Whenever a line carries the word "GithubConfig", pull it out of the entries.

-=-=-

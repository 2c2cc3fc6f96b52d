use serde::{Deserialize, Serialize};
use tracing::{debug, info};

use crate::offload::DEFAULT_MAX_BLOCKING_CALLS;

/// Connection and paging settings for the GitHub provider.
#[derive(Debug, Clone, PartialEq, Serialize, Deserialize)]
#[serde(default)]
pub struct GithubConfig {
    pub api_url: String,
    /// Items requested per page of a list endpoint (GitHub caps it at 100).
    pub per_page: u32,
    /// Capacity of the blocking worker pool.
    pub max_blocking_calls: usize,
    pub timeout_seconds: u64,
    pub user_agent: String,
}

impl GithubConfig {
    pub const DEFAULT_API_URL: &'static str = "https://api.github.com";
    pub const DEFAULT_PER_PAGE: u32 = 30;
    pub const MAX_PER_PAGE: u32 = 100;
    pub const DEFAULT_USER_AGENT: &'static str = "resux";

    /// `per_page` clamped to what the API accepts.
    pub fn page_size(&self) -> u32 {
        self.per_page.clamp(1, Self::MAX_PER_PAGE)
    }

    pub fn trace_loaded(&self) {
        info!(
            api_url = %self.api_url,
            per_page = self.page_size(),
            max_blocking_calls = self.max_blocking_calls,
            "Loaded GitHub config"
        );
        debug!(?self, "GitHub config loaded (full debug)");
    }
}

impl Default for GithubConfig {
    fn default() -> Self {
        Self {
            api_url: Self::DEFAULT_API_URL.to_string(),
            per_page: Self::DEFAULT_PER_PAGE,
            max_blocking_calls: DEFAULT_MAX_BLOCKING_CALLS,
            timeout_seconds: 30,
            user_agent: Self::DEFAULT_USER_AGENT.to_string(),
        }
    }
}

-=-=-

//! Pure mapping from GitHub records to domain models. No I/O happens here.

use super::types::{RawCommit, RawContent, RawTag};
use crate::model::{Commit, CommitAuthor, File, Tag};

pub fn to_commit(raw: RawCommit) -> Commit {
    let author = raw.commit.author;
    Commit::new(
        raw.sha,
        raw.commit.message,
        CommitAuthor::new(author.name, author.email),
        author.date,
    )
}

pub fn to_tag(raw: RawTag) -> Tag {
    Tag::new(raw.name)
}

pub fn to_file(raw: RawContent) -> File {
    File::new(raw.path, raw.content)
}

-=-=-

ANSWER AREA.
pub struct GithubConfig {
impl GithubConfig {
impl Default for GithubConfig {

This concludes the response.